Re: [Devel] [PATCH v9 3/7] acpi: apei: Add SEI notification type support for ARMv8
by James Morse
Hi gengdongjiu,
On 12/04/18 06:00, gengdongjiu wrote:
> 2018-02-16 1:55 GMT+08:00 James Morse <james.morse(a)arm.com>:
>> On 05/02/18 11:24, gengdongjiu wrote:
>>>> Is the emulated SError routed following the routing rules for HCR_EL2.{AMO,
>>>> TGE}?
>>>
>>> Yes, it is.
>>
>> ... and yet ...
>>
>>
>>>> What does your firmware do when it wants to emulate SError but its masked?
>>>> (e.g.1: The physical-SError interrupted EL2 and the SPSR shows EL2 had
>>>> PSTATE.A set.
>>>> e.g.2: The physical-SError interrupted EL2 but HCR_EL2 indicates the
>>>> emulated SError should go to EL1. This effectively masks SError.)
>>>
>>> Currently we does not consider much about the mask status(SPSR).
>>
>> .. this is a problem.
>>
>> If you ignore SPSR_EL3 you may deliver an SError to EL1 when the exception
>> interrupted EL2. Even if you setup the EL1 register correctly, EL1 can't eret to
>> EL2. This should never happen, SError is effectively masked if you are running
>> at an EL higher than the one its routed to.
>>
>> More obviously: if the exception came from the EL that SError should be routed
>> to, but PSTATE.A was set, you can't deliver SError. Masking SError is the only
> James, I summarized the masking and routing rules for SError to
> confirm with you for the firmware first solution,
You also said "Currently we does not consider much about the mask status(SPSR)."
> 1. If the HCR_EL2.{AMO,TGE} is set,
If one or the other of these bits is set: (AMO==1 || TGE==1)
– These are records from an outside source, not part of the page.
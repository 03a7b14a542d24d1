//! Schema migrations for the SQLite key-value table.
//!
//! Migrations are listed in order in [`MIGRATIONS`]; each entry brings the
//! schema from the previous version to its own. Applied versions are recorded
//! in `schema_migrations`.

use rusqlite::{params, Connection};

use crate::error::{Result, StoreError};

/// Ordered `(version, sql)` steps. Versions must be contiguous from 1.
const MIGRATIONS: &[(u32, &str)] = &[(
    1,
    r#"
    CREATE TABLE kv_entries (
        key TEXT PRIMARY KEY,
        value TEXT NOT NULL,
        updated_at INTEGER NOT NULL      -- local Unix ms of the last write
    );
    "#,
)];

/// Current schema version.
pub const CURRENT_VERSION: u32 = 1;

/// Bring the schema up to [`CURRENT_VERSION`].
///
/// Idempotent: calling it on an up-to-date database does nothing. A database
/// written by a newer build is rejected rather than downgraded.
pub fn migrate(conn: &mut Connection) -> Result<()> {
    conn.execute_batch(
        "CREATE TABLE IF NOT EXISTS schema_migrations (
            version INTEGER PRIMARY KEY,
            applied_at INTEGER NOT NULL
        );",
    )?;

    let from = schema_version(conn)?;
    if from > CURRENT_VERSION {
        return Err(StoreError::Migration(format!(
            "database schema v{from} is newer than supported v{CURRENT_VERSION}"
        )));
    }
    if from == CURRENT_VERSION {
        return Ok(());
    }

    let tx = conn.transaction()?;
    for &(version, sql) in MIGRATIONS.iter().filter(|(v, _)| *v > from) {
        tx.execute_batch(sql)?;
        tx.execute(
            "INSERT INTO schema_migrations (version, applied_at) VALUES (?1, ?2)",
            params![version, now_millis()],
        )?;
    }
    tx.commit()?;

    tracing::debug!(from, to = CURRENT_VERSION, "migrated cart schema");
    Ok(())
}

/// Highest applied migration, or 0 for a fresh database.
pub fn schema_version(conn: &Connection) -> Result<u32> {
    let version = conn.query_row(
        "SELECT COALESCE(MAX(version), 0) FROM schema_migrations",
        [],
        |row| row.get(0),
    )?;
    Ok(version)
}

/// Current time in milliseconds.
pub(crate) fn now_millis() -> i64 {
    use std::time::{SystemTime, UNIX_EPOCH};
    SystemTime::now()
        .duration_since(UNIX_EPOCH)
        .map(|d| d.as_millis() as i64)
        .unwrap_or(0)
}

#[cfg(test)]
mod tests {
    use super::*;

    #[test]
    fn test_migration_creates_tables() {
        let mut conn = Connection::open_in_memory().unwrap();
        migrate(&mut conn).unwrap();

        let tables: Vec<String> = conn
            .prepare("SELECT name FROM sqlite_master WHERE type='table' ORDER BY name")
            .unwrap()
            .query_map([], |row| row.get(0))
            .unwrap()
            .collect::<std::result::Result<Vec<_>, _>>()
            .unwrap();

        assert!(tables.contains(&"kv_entries".to_string()));
        assert!(tables.contains(&"schema_migrations".to_string()));
    }

    #[test]
    fn test_migration_idempotent() {
        let mut conn = Connection::open_in_memory().unwrap();
        migrate(&mut conn).unwrap();
        migrate(&mut conn).unwrap();

        let version: u32 = conn
            .query_row("SELECT MAX(version) FROM schema_migrations", [], |row| {
                row.get(0)
            })
            .unwrap();
        assert_eq!(version, CURRENT_VERSION);
    }

    #[test]
    fn test_migrations_are_contiguous() {
        let versions: Vec<u32> = MIGRATIONS.iter().map(|(v, _)| *v).collect();
        let expected: Vec<u32> = (1..=CURRENT_VERSION).collect();
        assert_eq!(versions, expected);
    }

    #[test]
    fn test_newer_schema_rejected() {
        let mut conn = Connection::open_in_memory().unwrap();
        migrate(&mut conn).unwrap();
        conn.execute(
            "INSERT INTO schema_migrations (version, applied_at) VALUES (?1, 0)",
            params![CURRENT_VERSION + 1],
        )
        .unwrap();

        assert!(matches!(migrate(&mut conn), Err(StoreError::Migration(_))));
    }
}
> which means the SError should route to EL2,
> When system happens SError and trap to EL3, If EL3 find
> HCR_EL2.{AMO,TGE} and SPSR_EL3.A are both set,
> and find this SError come from EL2, it will not deliver an SError:
> store the RAS error in the BERT and 'reboot'; but if
> it find that this SError come from EL1 or EL0, it also need to deliver
> an SError, right?
Yes.
> 2. If the HCR_EL2.{AMO,TGE} is not set,
If neither of these bits is set: (AMO==0 && TGE == 0)
> which means the SError should route to EL1,
> When system happens SError and trap to EL3, If EL3 find
> HCR_EL2.{AMO,TGE} and SPSR_EL3.A are both not set,
(I'm reading this as all three of these bits are clear)
> and find this SError come from EL1, it will not deliver an SError:
> store the RAS error in the BERT and 'reboot';
No, (AMO==0 && TGE == 0) means SError is routed to EL1, this exception
interrupted EL1 and the A bit was clear, so EL1 can take an SError.
The two cases here are:
AMO==0,TGE==0 means SError should be routed to EL1. If SPSR_EL3 says the
exception interrupted EL1 and the A bit was set, you need to do the BERT trick.
If SPSR_EL3 says the exception interrupted EL2, you need to do the BERT trick
regardless of the A bit, as SError is implicitly masked by running at a higher
exception level than it was routed to.
>From your v11 reply:
> 2. The exception came from the EL that SError should not be routed
> to(according to hcr_EL2.{AMO, TGE}),even though the PSTATE.A was set,EL3
> firmware still deliver SError
(this is re-iterating the two-cases above:)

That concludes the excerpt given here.